Every line between the top of the data below and the line with "use utoipa::ToSchema;", both ends included, must be retyped exactly.

*** SOURCE INFORMATION Section Begins ***

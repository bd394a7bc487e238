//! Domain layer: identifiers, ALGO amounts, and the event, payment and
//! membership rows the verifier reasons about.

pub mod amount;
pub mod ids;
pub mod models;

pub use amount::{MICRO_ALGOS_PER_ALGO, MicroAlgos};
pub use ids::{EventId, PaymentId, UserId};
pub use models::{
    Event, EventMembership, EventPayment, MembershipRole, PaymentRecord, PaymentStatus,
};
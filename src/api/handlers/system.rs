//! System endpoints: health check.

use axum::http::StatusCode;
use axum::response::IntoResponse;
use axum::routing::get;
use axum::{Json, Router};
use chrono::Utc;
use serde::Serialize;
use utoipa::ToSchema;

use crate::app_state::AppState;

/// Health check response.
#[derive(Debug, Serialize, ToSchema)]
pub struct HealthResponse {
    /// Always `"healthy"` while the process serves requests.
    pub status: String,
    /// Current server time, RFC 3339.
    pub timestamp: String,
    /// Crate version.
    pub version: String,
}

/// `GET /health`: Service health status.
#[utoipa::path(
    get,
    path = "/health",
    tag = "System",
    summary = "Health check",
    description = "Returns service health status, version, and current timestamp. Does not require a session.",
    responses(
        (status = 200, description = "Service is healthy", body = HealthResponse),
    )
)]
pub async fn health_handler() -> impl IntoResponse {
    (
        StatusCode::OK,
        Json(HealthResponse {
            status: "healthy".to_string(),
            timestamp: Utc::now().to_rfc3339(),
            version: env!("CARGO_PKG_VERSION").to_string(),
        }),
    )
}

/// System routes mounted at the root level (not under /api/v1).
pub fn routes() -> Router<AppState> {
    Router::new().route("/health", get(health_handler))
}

*** SOURCE INFORMATION Section Ends ***

- [YOUR SOLUTION]:
repository bd394a7bc487e238
//! Domain layer: identifiers, ALGO amounts, and the event, payment and
//! membership rows the verifier reasons about.

pub mod amount;
pub mod ids;
pub mod models;

pub use amount::{MICRO_ALGOS_PER_ALGO, MicroAlgos};
pub use ids::{EventId, PaymentId, UserId};
pub use models::{
    Event, EventMembership, EventPayment, MembershipRole, PaymentRecord, PaymentStatus,
};
filename src/api/handlers/system.rs
//! System endpoints: health check.

use axum::http::StatusCode;
use axum::response::IntoResponse;
use axum::routing::get;
use axum::{Json, Router};
use chrono::Utc;
use serde::Serialize;
use utoipa::ToSchema;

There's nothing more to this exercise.